Reported by: warner Owned by:
Priority: critical Milestone: soon
Component: code-mutable Version: 1.5.0
Keywords: availability preservation upload repair ucwe Cc:
Launchpad Bug:

Description

The Incidents that were reported in #877 (by Zooko, referring to mutable write errors experienced by nejucomo) indicate a thorny problem that is distinct from both #877 (caused by a reentrancy error) and #540 (caused by a logic bug that affects small grids where a publish wraps around the peer circle). Here's the setup:

  • mapupdate(MODE_WRITE) wants to find all shares, so they can all be updated. Ideally, the shares are concentrated at the beginning of the permuted peerlist, on the first N servers.
  • to avoid traversing the whole grid, mapupdate(MODE_WRITE) has a heuristic: if we've seen enough shares, and we've also seen a span of contiguous servers (in permuted order) that tell us they do not have a share, then we stop the search. The size of this span was intended to be N+epsilon (where 'epsilon' is a tradeoff between performance and safety, and is set to k). Unfortunately 1.5.0 had a bug, and the span size was set to k+epsilon instead.

In the Incident:

  • mapupdate sent out 10 queries, but decided to finish before all the responses had returned, because it found a boundary early. I'm not entirely sure how the sharemap was shaped, but it looks like it stopped with a span of 3 servers ("found our boundary, 11000"), where k=3 and N=10, and returned a sharemap with 8 shares in it, some doubled up (I think there were 5 servers involved)
  • about 150ms after mapupdate finished, one more response came back (from w6o6, with two shares, but was ignored
  • Publish starts, and sends out updates to 7 servers. Unfortunately, two of these (both owned by secorp) experienced "Permission Denied" errors when attempting to write out the new shares, suggesting a configuration error (maybe the tahoe node process is owned by the wrong user)
  • so Publish falls over to new servers. Some of the new servers it picks suffer from the same error, so the fallover process repeats a few times.
  • finally, it falls over to the server w6o6, and sends it a new share, thinking that w6o6 has no shares (because the servermap was not updated to include w6o6's late response).
  • w6o6 then responds with a writev failure, because it contains shares that the test vector did not expect, causing a UCWE error
  • most of the shares were updated, so the write may have actually happened, even though UCWE was raised.

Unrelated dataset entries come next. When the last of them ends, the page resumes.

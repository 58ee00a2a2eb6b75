//! In-memory backend for tests
//!
//! Behaves like a real backend, unique constraints included, and can be
//! switched "unreachable" to exercise the router's fallback.

use std::collections::HashMap;
use std::sync::Mutex;
use std::sync::atomic::{AtomicBool, AtomicU32, AtomicU64, Ordering};
use std::time::Duration;

use chrono::{DateTime, Utc};

use crate::domain::entity::{AdminActivityLog, ProfilePatch, User};
use crate::domain::repository::{
    AuditLogRepository, BackendHealth, UserListFilter, UserPage, UserRepository,
};
use crate::domain::value_object::{UserId, email::Email, user_name::UserName, user_role::UserRole};
use crate::error::{AuthError, AuthResult};

pub struct MemoryBackend {
    name: &'static str,
    users: Mutex<HashMap<UserId, User>>,
    logs: Mutex<Vec<AdminActivityLog>>,
    available: AtomicBool,
    pings: AtomicU32,
    ping_delay_ms: AtomicU64,
}

impl MemoryBackend {
    pub fn new(name: &'static str) -> Self {
        Self {
            name,
            users: Mutex::new(HashMap::new()),
            logs: Mutex::new(Vec::new()),
            available: AtomicBool::new(true),
            pings: AtomicU32::new(0),
            ping_delay_ms: AtomicU64::new(0),
        }
    }

    pub fn set_available(&self, available: bool) {
        self.available.store(available, Ordering::SeqCst);
    }

    /// Makes every ping hang this long before answering.
    pub fn set_ping_delay(&self, delay: Duration) {
        self.ping_delay_ms
            .store(delay.as_millis() as u64, Ordering::SeqCst);
    }

    pub fn ping_count(&self) -> u32 {
        self.pings.load(Ordering::SeqCst)
    }

    pub fn user_count(&self) -> usize {
        self.users.lock().unwrap().len()
    }

    fn check(&self) -> AuthResult<()> {
        if self.available.load(Ordering::SeqCst) {
            Ok(())
        } else {
            Err(AuthError::BackendUnavailable)
        }
    }

    fn find(&self, pred: impl Fn(&User) -> bool) -> AuthResult<Option<User>> {
        self.check()?;
        Ok(self.users.lock().unwrap().values().find(|u| pred(u)).cloned())
    }

    fn modify(&self, user_id: &UserId, f: impl FnOnce(&mut User)) -> AuthResult<Option<User>> {
        self.check()?;
        let mut users = self.users.lock().unwrap();
        Ok(users.get_mut(user_id).map(|user| {
            f(user);
            user.clone()
        }))
    }
}

impl UserRepository for MemoryBackend {
    async fn insert_user(&self, user: &User) -> AuthResult<()> {
        self.check()?;
        let mut users = self.users.lock().unwrap();
        if users.values().any(|u| u.email == user.email) {
            return Err(AuthError::DuplicateIdentity { field: "email" });
        }
        if users
            .values()
            .any(|u| u.username.canonical() == user.username.canonical())
        {
            return Err(AuthError::DuplicateIdentity { field: "username" });
        }
        users.insert(user.id, user.clone());
        Ok(())
    }

    async fn find_by_email(&self, email: &Email) -> AuthResult<Option<User>> {
        self.find(|u| &u.email == email)
    }

    async fn find_by_id(&self, user_id: &UserId) -> AuthResult<Option<User>> {
        self.find(|u| &u.id == user_id)
    }

    async fn find_by_username(&self, user_name: &UserName) -> AuthResult<Option<User>> {
        let canonical = user_name.canonical();
        self.find(|u| u.username.canonical() == canonical)
    }

    async fn record_login(&self, user_id: &UserId, at: DateTime<Utc>) -> AuthResult<()> {
        self.modify(user_id, |u| u.record_login(at))?;
        Ok(())
    }

    async fn update_profile(
        &self,
        user_id: &UserId,
        patch: &ProfilePatch,
        at: DateTime<Utc>,
    ) -> AuthResult<Option<User>> {
        self.modify(user_id, |u| u.apply(patch, at))
    }

    async fn set_role(&self, user_id: &UserId, role: UserRole, at: DateTime<Utc>) -> AuthResult<bool> {
        let updated = self.modify(user_id, |u| {
            u.role = role;
            u.updated_at = at;
        })?;
        Ok(updated.is_some())
    }

    async fn set_active(&self, user_id: &UserId, is_active: bool, at: DateTime<Utc>) -> AuthResult<bool> {
        let updated = self.modify(user_id, |u| {
            u.is_active = is_active;
            u.updated_at = at;
        })?;
        Ok(updated.is_some())
    }

    async fn list_users(&self, filter: &UserListFilter) -> AuthResult<UserPage> {
        self.check()?;
        let users = self.users.lock().unwrap();
        let mut matching: Vec<&User> = users.values().filter(|u| filter_matches(filter, u)).collect();
        matching.sort_by(|a, b| b.created_at.cmp(&a.created_at));

        Ok(UserPage {
            total_count: matching.len() as u64,
            users: matching
                .into_iter()
                .skip(filter.offset() as usize)
                .take(filter.limit as usize)
                .cloned()
                .collect(),
        })
    }
}

fn filter_matches(filter: &UserListFilter, user: &User) -> bool {
    if filter.role.is_some_and(|role| role != user.role) {
        return false;
    }
    if filter.is_active.is_some_and(|active| active != user.is_active) {
        return false;
    }
    let Some(search) = &filter.search else {
        return true;
    };
    let needle = search.to_lowercase();
    [
        Some(user.username.as_str()),
        Some(user.email.as_str()),
        user.display_name.as_deref(),
    ]
    .into_iter()
    .flatten()
    .any(|field| field.to_lowercase().contains(&needle))
}

impl AuditLogRepository for MemoryBackend {
    async fn append(&self, entry: &AdminActivityLog) -> AuthResult<()> {
        self.check()?;
        self.logs.lock().unwrap().push(entry.clone());
        Ok(())
    }

    async fn recent(&self, limit: u32) -> AuthResult<Vec<AdminActivityLog>> {
        self.check()?;
        let logs = self.logs.lock().unwrap();
        Ok(logs.iter().rev().take(limit as usize).cloned().collect())
    }
}

impl BackendHealth for MemoryBackend {
    fn name(&self) -> &'static str {
        self.name
    }

    async fn ping(&self) -> AuthResult<()> {
        self.pings.fetch_add(1, Ordering::SeqCst);
        let delay = self.ping_delay_ms.load(Ordering::SeqCst);
        if delay > 0 {
            tokio::time::sleep(Duration::from_millis(delay)).await;
        }
        self.check()
    }
}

The biggest problem with this failure is that it is persistent. We don't record any information that would tell a subsequent operation to look further for existing shares, so exactly the same thing will happen the next time we try to modify or repair the directory.

If secorp's servers weren't throwing errors, then I think the condition would eventually fix itself: new shares would be placed on his servers, bridging the span of servers without shares, and then later mapupdate calls would keep going until they'd really seen all of the shares.

Recently (eb1868628465a243, 08-Dec-2009) I fixed mapupdate to use N+epsilon instead of k+epsilon. But the incident report suggests that it stopped with a span of only 3 no-share servers. Looking more closely at the code, I think it only waits for a span of epsilon (not k+epsilon or N+epsilon), and that eb1868628465a243 changed something different. I don't know if the thing that was changed would have prevented this issue or not. It's possible that this is a manifestation of #547 (mapupdate triggers on a false boundary), or #549, or one of the other problems described in #546.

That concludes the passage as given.